Perhaps owing to the anxious political landscape, neither presidents Thaçi nor Vučić have offered much detail about what this exchange might entail. Both have said they are willing to consider it, but have used abstract terms such as "border correction," "delineation" and "demarcation." They have even appeared to abandon the idea outright at various points.

That's left it to experts to decipher what a deal might look like. The most likely scenario, they say, might see Serbia relinquish part of its territory almost exclusively inhabited by Albanians. In return, Kosovo could cede the northern chunk of its land dominated by Serbs.

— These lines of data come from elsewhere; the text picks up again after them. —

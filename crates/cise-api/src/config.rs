//! API configuration.

use std::time::Duration;

/// API server configuration.
#[derive(Debug, Clone)]
pub struct ApiConfig {
    /// Server host
    pub host: String,
    /// Server port
    pub port: u16,
    /// CORS origins
    pub cors_origins: Vec<String>,
    /// Rate limit requests per second, per client IP
    pub rate_limit_rps: u32,
    /// Request timeout; must cover a full chapter generation
    pub request_timeout: Duration,
    /// Max request body size
    pub max_body_size: usize,
    /// Environment (development/production)
    pub environment: String,
}

impl Default for ApiConfig {
    fn default() -> Self {
        Self {
            host: "0.0.0.0".to_string(),
            port: 8000,
            cors_origins: vec!["*".to_string()],
            rate_limit_rps: 10,
            request_timeout: Duration::from_secs(180),
            max_body_size: 64 * 1024, // 64KB
            environment: "development".to_string(),
        }
    }
}

impl ApiConfig {
    /// Create config from environment variables.
    pub fn from_env() -> Self {
        let defaults = Self::default();
        Self {
            host: std::env::var("API_HOST").unwrap_or(defaults.host),
            port: std::env::var("API_PORT")
                .ok()
                .and_then(|s| s.parse().ok())
                .unwrap_or(defaults.port),
            cors_origins: std::env::var("CORS_ORIGINS")
                .map(|s| s.split(',').map(|s| s.trim().to_string()).collect())
                .unwrap_or(defaults.cors_origins),
            rate_limit_rps: std::env::var("RATE_LIMIT_RPS")
                .ok()
                .and_then(|s| s.parse().ok())
                .unwrap_or(defaults.rate_limit_rps),
            request_timeout: std::env::var("REQUEST_TIMEOUT")
                .ok()
                .and_then(|s| s.parse().ok())
                .map(Duration::from_secs)
                .unwrap_or(defaults.request_timeout),
            max_body_size: std::env::var("MAX_BODY_SIZE")
                .ok()
                .and_then(|s| s.parse().ok())
                .unwrap_or(defaults.max_body_size),
            environment: std::env::var("ENVIRONMENT").unwrap_or(defaults.environment),
        }
    }

    /// Check if running in production mode.
    pub fn is_production(&self) -> bool {
        self.environment.to_lowercase() == "production"
    }
}
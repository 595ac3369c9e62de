//! Text generation for the study broker.
//!
//! This crate provides:
//! - The [`TextGenerator`] port: structured prompt in, JSON out
//! - [`PromptRequest`], a named template with string parameters and an output schema
//! - [`GeminiClient`], the HTTP adapter for Google's Gemini API

pub mod client;
pub mod error;
pub mod port;
pub mod prompt;
pub mod types;

pub use client::{GeminiClient, GeminiConfig};
pub use error::{GenAiError, GenAiResult};
pub use port::{generate_as, TextGenerator};
pub use prompt::PromptRequest;
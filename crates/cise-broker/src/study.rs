//! Single-call study tools.
//!
//! Each tool renders one prompt, makes one generation call and rejects
//! empty output. Unlike the chapter pipeline there is nothing to fall
//! back to, so failures propagate.

use std::future::Future;
use std::sync::Arc;

use serde::de::DeserializeOwned;
use tracing::Instrument;
use validator::Validate;

use cise_genai::{generate_as, PromptRequest, TextGenerator};
use cise_models::{
    is_web_url, ChapterOverviewRequest, ContentRequest, DoubtRequest, ImportantQuestion,
    ImportantQuestionsRequest, LearningContentRequest, PracticeQuestion, PracticeTestRequest,
    RevisionNotesRequest, Topic, TopicExplanationRequest,
};

use crate::chapter::{TopicDetailStage, TopicDiscoveryStage};
use crate::error::{BrokerError, BrokerResult};
use crate::logging::RequestLogger;
use crate::metrics;
use crate::prompts::{
    self, ChapterOverview, DoubtAnswer, ImportantQuestions, LearningContent, PracticeTest,
    RevisionNotes, MAX_DIAGRAMS,
};

pub struct StudyTools {
    generator: Arc<dyn TextGenerator>,
    discovery: TopicDiscoveryStage,
    detail: TopicDetailStage,
}

impl StudyTools {
    pub fn new(generator: Arc<dyn TextGenerator>) -> Self {
        Self {
            discovery: TopicDiscoveryStage::new(Arc::clone(&generator)),
            detail: TopicDetailStage::new(Arc::clone(&generator), 1),
            generator,
        }
    }

    /// Topic list for a chapter, without generating any notes.
    pub async fn chapter_topics(
        &self,
        request: &ContentRequest,
        logger: &RequestLogger,
    ) -> BrokerResult<Vec<Topic>> {
        tracked("chapter_topics", logger, async {
            request.validate()?;
            self.discovery.discover(request, logger).await
        })
        .await
    }

    /// Notes for one topic of a chapter.
    pub async fn topic_explanation(
        &self,
        request: &TopicExplanationRequest,
        logger: &RequestLogger,
    ) -> BrokerResult<String> {
        tracked("topic_explanation", logger, async {
            request.validate()?;
            let topic = Topic::new(request.topic_name.trim());
            self.detail
                .explain(&request.subject, &request.chapter, &topic, request.length)
                .await
        })
        .await
    }

    pub async fn revision_notes(
        &self,
        request: &RevisionNotesRequest,
        logger: &RequestLogger,
    ) -> BrokerResult<String> {
        tracked("revision_notes", logger, async {
            request.validate()?;
            let prompt = prompts::revision_notes(&request.topic, request.difficulty);
            let output: RevisionNotes = self.generate(&prompt).await?;
            non_empty(output.notes, "revision notes")
        })
        .await
    }

    pub async fn solve_doubt(&self, request: &DoubtRequest, logger: &RequestLogger) -> BrokerResult<String> {
        tracked("solve_doubt", logger, async {
            request.validate()?;
            let prompt = prompts::doubt(&request.question, request.difficulty);
            let output: DoubtAnswer = self.generate(&prompt).await?;
            non_empty(output.answer, "an answer")
        })
        .await
    }

    pub async fn practice_test(
        &self,
        request: &PracticeTestRequest,
        logger: &RequestLogger,
    ) -> BrokerResult<Vec<PracticeQuestion>> {
        tracked("practice_test", logger, async {
            request.validate()?;
            let prompt = prompts::practice_test(&request.topic, request.difficulty, request.num_questions);
            let output: PracticeTest = self.generate(&prompt).await?;
            if output.test_questions.is_empty() {
                return Err(BrokerError::empty_generation("practice test questions"));
            }
            Ok(output.test_questions)
        })
        .await
    }

    pub async fn important_questions(
        &self,
        request: &ImportantQuestionsRequest,
        logger: &RequestLogger,
    ) -> BrokerResult<Vec<ImportantQuestion>> {
        tracked("important_questions", logger, async {
            request.validate()?;
            let prompt = prompts::important_questions(&request.subject);
            let output: ImportantQuestions = self.generate(&prompt).await?;
            if output.questions.is_empty() {
                return Err(BrokerError::empty_generation("important questions"));
            }
            Ok(output.questions)
        })
        .await
    }

    /// Explanation, Java example and a one-question quiz for a programming topic.
    pub async fn learning_content(
        &self,
        request: &LearningContentRequest,
        logger: &RequestLogger,
    ) -> BrokerResult<LearningContent> {
        tracked("learning_content", logger, async {
            request.validate()?;
            let prompt = prompts::learning_content(&request.topic);
            let output: LearningContent = self.generate(&prompt).await?;

            let explanation = non_empty(output.explanation, "an explanation")?;
            let code_example = non_empty(output.code_example, "a code example")?;
            let mut quiz = output.quiz;
            quiz.question = non_empty(quiz.question, "a quiz question")?;
            quiz.options.retain(|o| !o.trim().is_empty());
            if quiz.options.is_empty() {
                return Err(BrokerError::empty_generation("quiz options"));
            }

            Ok(LearningContent {
                explanation,
                code_example,
                quiz,
            })
        })
        .await
    }

    /// Revision explanation of a chapter plus its key diagrams.
    ///
    /// At most four diagrams are kept, and a diagram whose image URL is not
    /// an absolute web URL is dropped. No diagrams at all is still a result.
    pub async fn chapter_overview(
        &self,
        request: &ChapterOverviewRequest,
        logger: &RequestLogger,
    ) -> BrokerResult<ChapterOverview> {
        tracked("chapter_overview", logger, async {
            request.validate()?;
            let prompt = prompts::chapter_overview(&request.subject, &request.chapter);
            let output: ChapterOverview = self.generate(&prompt).await?;

            let explanation = non_empty(output.explanation, "a chapter explanation")?;
            let diagrams: Vec<_> = output
                .diagrams
                .into_iter()
                .filter(|d| is_web_url(&d.image_url))
                .take(MAX_DIAGRAMS)
                .collect();
            if diagrams.is_empty() {
                logger.log_warning("Chapter overview has no usable diagrams");
            }

            Ok::<_, BrokerError>(ChapterOverview { explanation, diagrams })
        })
        .await
    }

    async fn generate<T: DeserializeOwned>(&self, prompt: &PromptRequest) -> BrokerResult<T> {
        Ok(generate_as(self.generator.as_ref(), prompt).await?)
    }
}

/// Run one tool call inside the request span and record its final outcome.
async fn tracked<T, F>(tool: &'static str, logger: &RequestLogger, work: F) -> BrokerResult<T>
where
    F: Future<Output = BrokerResult<T>>,
{
    logger.log_start(tool);
    let result = work.instrument(logger.create_span()).await;
    metrics::record_study_tool(tool, result.is_ok());

    match &result {
        Ok(_) => logger.log_completion(tool),
        Err(e) => logger.log_error(&format!("{}: {}", tool, e)),
    }
    result
}

fn non_empty(text: String, what: &str) -> BrokerResult<String> {
    let trimmed = text.trim();
    if trimmed.is_empty() {
        return Err(BrokerError::empty_generation(what));
    }
    Ok(trimmed.to_string())
}
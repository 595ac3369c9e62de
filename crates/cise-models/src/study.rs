//! Request and output types for the single-call study tools.

use std::fmt;

use schemars::JsonSchema;
use serde::{Deserialize, Serialize};
use validator::Validate;

use crate::content::NotesLength;

/// Difficulty level for notes, doubts and practice tests.
#[derive(Debug, Clone, Copy, PartialEq, Eq, Hash, Serialize, Deserialize, JsonSchema, Default)]
#[serde(rename_all = "lowercase")]
pub enum Difficulty {
    #[serde(alias = "Low")]
    Low,
    #[default]
    #[serde(alias = "Medium")]
    Medium,
    #[serde(alias = "High")]
    High,
}

impl Difficulty {
    pub fn as_str(&self) -> &'static str {
        match self {
            Difficulty::Low => "low",
            Difficulty::Medium => "medium",
            Difficulty::High => "high",
        }
    }
}

impl fmt::Display for Difficulty {
    fn fmt(&self, f: &mut fmt::Formatter<'_>) -> fmt::Result {
        write!(f, "{}", self.as_str())
    }
}

/// Explanation of one topic within a chapter.
#[derive(Debug, Clone, Serialize, Deserialize, JsonSchema, Validate)]
#[serde(rename_all = "camelCase")]
pub struct TopicExplanationRequest {
    #[validate(custom(function = "crate::utils::validate_not_blank"))]
    pub subject: String,
    #[validate(custom(function = "crate::utils::validate_not_blank"))]
    pub chapter: String,
    #[validate(custom(function = "crate::utils::validate_not_blank"))]
    pub topic_name: String,
    #[serde(default)]
    pub length: NotesLength,
}

/// Quick revision notes on a topic.
#[derive(Debug, Clone, Serialize, Deserialize, JsonSchema, Validate)]
pub struct RevisionNotesRequest {
    #[validate(custom(function = "crate::utils::validate_not_blank"))]
    pub topic: String,
    #[serde(default)]
    pub difficulty: Difficulty,
}

/// A student question to answer.
#[derive(Debug, Clone, Serialize, Deserialize, JsonSchema, Validate)]
pub struct DoubtRequest {
    #[validate(custom(function = "crate::utils::validate_not_blank"))]
    pub question: String,
    #[serde(default)]
    pub difficulty: Option<Difficulty>,
}

fn default_num_questions() -> u32 {
    10
}

/// Practice test generation parameters.
#[derive(Debug, Clone, Serialize, Deserialize, JsonSchema, Validate)]
#[serde(rename_all = "camelCase")]
pub struct PracticeTestRequest {
    #[validate(custom(function = "crate::utils::validate_not_blank"))]
    pub topic: String,
    #[serde(default)]
    pub difficulty: Difficulty,
    #[serde(default = "default_num_questions")]
    #[validate(range(min = 1, max = 50))]
    pub num_questions: u32,
}

/// Important questions for a whole subject.
#[derive(Debug, Clone, Serialize, Deserialize, JsonSchema, Validate)]
pub struct ImportantQuestionsRequest {
    #[validate(custom(function = "crate::utils::validate_not_blank"))]
    pub subject: String,
}

/// A programming lesson on one topic.
#[derive(Debug, Clone, Serialize, Deserialize, JsonSchema, Validate)]
pub struct LearningContentRequest {
    /// e.g. "If-Else Statements"
    #[validate(custom(function = "crate::utils::validate_not_blank"))]
    pub topic: String,
}

/// A revision overview of a whole chapter with its key diagrams.
#[derive(Debug, Clone, Serialize, Deserialize, JsonSchema, Validate)]
pub struct ChapterOverviewRequest {
    #[validate(custom(function = "crate::utils::validate_not_blank"))]
    pub subject: String,
    #[validate(custom(function = "crate::utils::validate_not_blank"))]
    pub chapter: String,
}

/// One multiple-choice practice question.
#[derive(Debug, Clone, PartialEq, Eq, Serialize, Deserialize, JsonSchema)]
#[serde(rename_all = "camelCase")]
pub struct PracticeQuestion {
    pub question: String,
    pub options: Vec<String>,
    pub correct_answer: String,
}

/// An exam-relevant question with a short note on why it matters.
#[derive(Debug, Clone, PartialEq, Eq, Serialize, Deserialize, JsonSchema)]
pub struct ImportantQuestion {
    pub question: String,
    pub analysis: String,
}

/// A single quiz question with the reasoning behind its answer.
#[derive(Debug, Clone, PartialEq, Eq, Default, Serialize, Deserialize, JsonSchema)]
#[serde(rename_all = "camelCase")]
pub struct QuizQuestion {
    pub question: String,
    /// Four possible answers
    pub options: Vec<String>,
    pub correct_answer: String,
    pub explanation: String,
}

/// A diagram a student should know for a chapter.
#[derive(Debug, Clone, PartialEq, Eq, Serialize, Deserialize, JsonSchema)]
#[serde(rename_all = "camelCase")]
pub struct Diagram {
    pub title: String,
    pub description: String,
    /// Illustrative image, e.g. https://picsum.photos/600/400
    pub image_url: String,
}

Image: Kosovan Serbs walk under Russian and Serbian flags at the main square in the north of Mitrovica
Kosovan Serbs walk under Russian and Serbian flags at the main square in the north of Mitrovica.Armend Nimani / for NBC News

This division would cleave the city of Mitrovica in two — with the Ibar River becoming its Berlin Wall. Already the city is divided along ethnic lines, Albanians living mostly to the south of the river, Serbs to the north.

Standing on a bridge that serves as a de facto checkpoint, the confrontation between both sides is clear. The red-and-black flag of Albania flies high on one bank; Serbian and Russian banners festoon the streets on the other.

The bridge is patrolled by NATO and Kosovar personnel, yet many locals say they are careful not to cross its placid waters into their rival community.

Tringa Sadiku, an Albanian from the south side, lives less than a 10-minute walk away but until a few years ago was too afraid to venture over.

"I didn't know how everyone here would talk to me or think of me," Sadiku, 19, says. "I was really nervous."

On the other side of the river, Lazar Rakic, a Serb, meets NBC News near an illustrated billboard of Vučić shaking hands with Putin. The accompanying cyrillic graffiti reads, "There is is no retreat from here," a stark warning for anyone hoping the local ethnic group might relinquish control.

Image: Lazar Rakic in the northern part of the divided town of Mitrovica
Lazar Rakic.Armend Nimani / for NBC News

"We have shown we cannot be a multiethnic society and we can never be, because of the strong national sentiments here," Rakic, 30, says. "I wish it could be possible, you know, but I need to be realistic."

Rakic sees a land swap as the only escape from a toxic status quo.

"Is it problematic? Yes, it is. Am I terrified, as somebody who lives here? Yes, I'm f***ing terrified. If there are gunshots, they will be going over my head," he says. "But show me a better solution and I will go for it."

There is another major concern. What happens to Serbs who live in Kosovo but outside of the areas given to Serbia? Many of them fear they would become an even smaller minority, stranded in an Albanian ethno-state with dwindling rights protecting their language, parliamentary representation and security.

The picture is not entirely bleak. After crossing the bridge for the first time, Sadiku, the Albanian teen, joined the Mitrovica Rock School, a foreign-funded initiative that helps young people form ethnically-diverse bands. Her group, Electraheart, plays dreamy, intricate pop music and features Serbs and Albanians among its members.

Image: Tringa Sadiku posses for a portrait at the Mitrovica Rock School
Tringa Sadiku at the Mitrovica Rock School.Armend Nimani / for NBC News

"I personally didn't get to meet any of the Serb community until I joined the rock school because my family and friends said that it's not really a good thing to do," she says, flanked by a wall of guitars and amplifiers in one of the school's chilly, subterranean practice spaces. "But now, music connects everything and music is our main language."

Many in the younger generation seem to share the same spirit. Back in Pristina, three students are talking politics over cigarettes and beer in a local pub.

"Albanians and Serbs don’t have a problem with each other, it's the politicians that do," says one Kosovo Albanian engineering student, 21, who asked not to be named because he fears reprisals from nationalists. "I have a Serbian friend and we work together in a call center. I never thought I'd make a Serbian friend but I've learned it doesn't matter who you are."

His desire for Kosovo's recognized independence from Serbia is no less strong. "This region is like a family," he says, "you're all together but everyone needs their own room, their own space."